WHAT YOU HAVE TO DO » A copy is needed of each line in the records that has the word "resolution".

EXTRACTED INFORMATION »
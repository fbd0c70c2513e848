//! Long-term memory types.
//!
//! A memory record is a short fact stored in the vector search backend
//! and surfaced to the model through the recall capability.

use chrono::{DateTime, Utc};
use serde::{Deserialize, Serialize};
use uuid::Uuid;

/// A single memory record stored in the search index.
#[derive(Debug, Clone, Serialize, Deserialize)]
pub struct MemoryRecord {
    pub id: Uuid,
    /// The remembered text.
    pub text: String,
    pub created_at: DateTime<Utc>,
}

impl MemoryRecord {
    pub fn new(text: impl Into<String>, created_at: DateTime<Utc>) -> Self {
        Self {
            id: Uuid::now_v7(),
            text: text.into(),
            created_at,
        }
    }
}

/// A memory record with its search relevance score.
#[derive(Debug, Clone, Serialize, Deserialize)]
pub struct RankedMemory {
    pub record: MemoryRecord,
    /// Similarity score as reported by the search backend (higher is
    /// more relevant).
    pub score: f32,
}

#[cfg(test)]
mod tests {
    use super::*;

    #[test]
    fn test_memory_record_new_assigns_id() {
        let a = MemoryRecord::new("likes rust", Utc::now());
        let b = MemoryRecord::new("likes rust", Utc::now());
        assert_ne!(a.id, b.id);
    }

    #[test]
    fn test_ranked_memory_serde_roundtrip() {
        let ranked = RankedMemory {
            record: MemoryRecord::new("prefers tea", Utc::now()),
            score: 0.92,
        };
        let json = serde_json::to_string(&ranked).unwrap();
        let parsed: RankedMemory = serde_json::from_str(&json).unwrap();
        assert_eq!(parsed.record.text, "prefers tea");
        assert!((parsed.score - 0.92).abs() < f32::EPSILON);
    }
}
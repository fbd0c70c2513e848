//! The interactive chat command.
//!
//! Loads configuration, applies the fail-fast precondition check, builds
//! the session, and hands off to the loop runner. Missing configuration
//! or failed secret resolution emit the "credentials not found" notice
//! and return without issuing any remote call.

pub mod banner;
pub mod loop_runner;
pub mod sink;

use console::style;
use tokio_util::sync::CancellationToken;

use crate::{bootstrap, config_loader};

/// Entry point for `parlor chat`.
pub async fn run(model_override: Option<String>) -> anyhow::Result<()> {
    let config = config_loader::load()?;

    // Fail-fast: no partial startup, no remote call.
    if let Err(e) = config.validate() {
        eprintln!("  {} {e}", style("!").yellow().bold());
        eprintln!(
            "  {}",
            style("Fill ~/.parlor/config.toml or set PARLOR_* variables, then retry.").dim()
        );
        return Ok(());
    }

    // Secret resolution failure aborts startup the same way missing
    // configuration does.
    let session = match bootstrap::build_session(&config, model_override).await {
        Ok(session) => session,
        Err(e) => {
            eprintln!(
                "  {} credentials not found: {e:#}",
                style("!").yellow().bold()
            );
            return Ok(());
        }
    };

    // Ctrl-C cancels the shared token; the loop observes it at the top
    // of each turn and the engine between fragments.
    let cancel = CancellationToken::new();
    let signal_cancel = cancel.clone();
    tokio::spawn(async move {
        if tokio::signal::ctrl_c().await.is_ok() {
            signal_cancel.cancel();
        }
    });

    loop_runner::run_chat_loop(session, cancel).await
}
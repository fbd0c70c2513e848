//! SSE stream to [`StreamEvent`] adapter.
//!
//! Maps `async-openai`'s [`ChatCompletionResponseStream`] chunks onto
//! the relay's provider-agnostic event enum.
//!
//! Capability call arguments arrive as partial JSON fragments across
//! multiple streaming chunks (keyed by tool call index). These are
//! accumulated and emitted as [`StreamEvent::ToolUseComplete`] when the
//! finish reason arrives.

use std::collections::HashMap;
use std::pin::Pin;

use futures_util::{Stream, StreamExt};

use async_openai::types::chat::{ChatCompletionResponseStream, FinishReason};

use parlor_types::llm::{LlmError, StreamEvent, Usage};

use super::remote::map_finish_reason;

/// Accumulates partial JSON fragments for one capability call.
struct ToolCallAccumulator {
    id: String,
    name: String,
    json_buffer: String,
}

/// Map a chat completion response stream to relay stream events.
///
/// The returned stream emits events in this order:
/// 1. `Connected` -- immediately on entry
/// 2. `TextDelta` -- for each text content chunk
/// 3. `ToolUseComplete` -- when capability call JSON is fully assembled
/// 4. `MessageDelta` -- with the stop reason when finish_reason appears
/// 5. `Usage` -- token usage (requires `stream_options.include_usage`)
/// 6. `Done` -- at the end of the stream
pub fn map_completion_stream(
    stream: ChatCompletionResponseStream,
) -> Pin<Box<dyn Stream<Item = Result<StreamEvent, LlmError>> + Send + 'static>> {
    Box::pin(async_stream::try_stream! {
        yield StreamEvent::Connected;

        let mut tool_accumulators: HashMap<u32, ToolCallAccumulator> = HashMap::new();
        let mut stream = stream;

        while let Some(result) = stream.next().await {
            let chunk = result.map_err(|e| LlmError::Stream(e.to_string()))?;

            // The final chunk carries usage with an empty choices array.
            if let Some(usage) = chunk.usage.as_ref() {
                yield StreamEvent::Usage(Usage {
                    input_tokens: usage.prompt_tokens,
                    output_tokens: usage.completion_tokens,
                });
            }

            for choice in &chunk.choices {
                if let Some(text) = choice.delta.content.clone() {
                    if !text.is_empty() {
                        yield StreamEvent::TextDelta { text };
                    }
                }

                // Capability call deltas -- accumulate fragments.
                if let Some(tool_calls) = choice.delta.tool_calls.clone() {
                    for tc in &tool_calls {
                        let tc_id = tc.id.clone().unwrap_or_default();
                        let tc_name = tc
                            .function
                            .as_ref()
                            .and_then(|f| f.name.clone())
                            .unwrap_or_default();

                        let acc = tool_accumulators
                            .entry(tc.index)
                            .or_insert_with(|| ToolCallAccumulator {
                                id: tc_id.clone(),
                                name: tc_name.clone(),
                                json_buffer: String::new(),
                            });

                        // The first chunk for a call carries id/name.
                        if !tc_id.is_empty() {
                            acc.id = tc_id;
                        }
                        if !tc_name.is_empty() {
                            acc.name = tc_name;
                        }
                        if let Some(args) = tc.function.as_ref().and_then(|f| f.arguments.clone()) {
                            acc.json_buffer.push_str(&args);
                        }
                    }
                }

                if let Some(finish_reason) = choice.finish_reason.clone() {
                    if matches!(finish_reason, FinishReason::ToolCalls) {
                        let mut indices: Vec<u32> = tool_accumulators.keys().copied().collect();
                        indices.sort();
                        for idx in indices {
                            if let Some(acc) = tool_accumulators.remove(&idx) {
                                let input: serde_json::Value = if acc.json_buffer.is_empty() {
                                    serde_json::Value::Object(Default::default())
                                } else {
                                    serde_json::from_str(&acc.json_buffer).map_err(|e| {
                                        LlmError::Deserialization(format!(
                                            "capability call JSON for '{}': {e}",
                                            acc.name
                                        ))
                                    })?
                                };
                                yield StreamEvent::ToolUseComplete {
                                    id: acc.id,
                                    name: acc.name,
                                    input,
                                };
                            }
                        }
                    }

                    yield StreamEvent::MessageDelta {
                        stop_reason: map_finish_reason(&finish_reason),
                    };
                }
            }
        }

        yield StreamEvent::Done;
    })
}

FINISHED EXERCISE »
//! or failed secret resolution emit the "credentials not found" notice
    // Secret resolution failure aborts startup the same way missing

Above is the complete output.